The two safety-related blocks are the core of this specification. They look similar but serve opposite directions:

Block Direction Editable by Stored verbatim
sandboxOverrides Author intent (declarative) Tool Studio's Sandbox & Capabilities pane Yes
toolSafety Runtime enforcement (resolved) Computed by the resolver Yes (informational)

Implementations MUST treat sandboxOverrides as the author's declared widening of the baseline; the resolver MUST compute toolSafety from sandboxOverrides + the configured baseline policy.

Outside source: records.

//! Container comparison benchmark harness.
//!
//! This crate measures insertion time, lookup time, full-traversal time,
//! and memory footprint for four in-memory key/value container kinds
//! across repeated randomized trials, then reports per-variant averages
//! and a performance coefficient against the best observed value for
//! each metric.

pub mod aggregate;
pub mod container;
pub mod heap;
pub mod report;
pub mod runner;

pub use aggregate::{Aggregate, Fixed, TrialResult};
pub use container::{Container, ContainerKind, SortedPairs};
pub use report::Summary;
pub use runner::{BenchConfig, Harness, RunOutcome, KEYS_PER_TRIAL, TRIALS};

#[cfg(test)]
mod tests {
    use super::*;

    #[test]
    fn test_small_run_end_to_end() {
        let mut harness = Harness::new(BenchConfig::new(8, 32).with_quiet().with_seed(1));
        let outcome = harness.run();
        let summary = Summary::from_outcome(&outcome).unwrap();

        assert_eq!(outcome.total_trials(), 8);
        match summary.render() {
            Ok(report) => assert!(report.contains("--------- Results for")),
            // A coarse clock can collapse the single-lookup timing to a
            // zero average, which is the defined arithmetic-fault path.
            Err(e) => assert_eq!(e.code(), "E002"),
        }
    }

    #[test]
    fn test_shipped_constants_keep_every_lookup_a_hit() {
        // The counter starts at 27 and advances once per trial; it must
        // stay below the key count for the planted sentinel to be
        // reachable in every trial of a full run.
        assert!(27 + TRIALS < KEYS_PER_TRIAL);
    }
}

10.1 sandboxOverrides shape

"sandboxOverrides": {
  "addAllowClasses":    [],
  "removeAllowClasses": [],
  "addDenyClasses":     [],
  "removeDenyClasses":  [],
  "networkMode":        "allowlist",
  "hostsAllow":         ["api.upbit.com"],
  "fileRead":           null,
  "fileWrite":          null,
  "fsBasePath":         null
}
Field Type Tristate? Meaning of absent / null
addAllowClasses array of Java class names no empty array — baseline allowlist unchanged
removeAllowClasses array of Java class names no empty array — baseline allowlist unchanged
addDenyClasses array of Java class names no empty array — baseline denylist unchanged
removeDenyClasses array of Java class names no empty array — baseline denylist unchanged
networkMode enum (§ 10.4) yes inherit baseline (default = blocked)
hostsAllow array of hostnames no empty — no hosts; ["*"] is the wildcard sentinel
fileRead boolean OR null yes inherit baseline (default = false)
fileWrite boolean OR null yes inherit baseline (default = false)
fsBasePath string OR null yes inherit baseline path

Notes:

  • For networkMode, fileRead, fileWrite, fsBasePath the distinction between null (inherit) and an explicit value (override) is significant. Setting fileRead: false explicitly is different from omitting the field — explicit false MUST clear any baseline that would have granted read access.
  • addAllowClassesaddDenyClasses MUST be empty after merge with baseline. A resolver detecting overlap MUST raise a deterministic resolver error rather than silently picking one.
  • An empty SandboxOverrides block (all fields null/empty) is equivalent to no block at all; consumers MUST treat them interchangeably.

10.2 Resolution algorithm

The reference resolver (SandboxPostureCalculator) computes the enforced posture from sandboxOverrides plus the configured baseline. The two inputs flow through merge and tristate-coalesce steps and emerge as the toolSafety block:

flowchart LR
    OV["sandboxOverrides<br/>(author intent)"]
    BL["baseline policy<br/>(application.yaml)"]
    CALC["Resolver<br/>(compute toolSafety)"]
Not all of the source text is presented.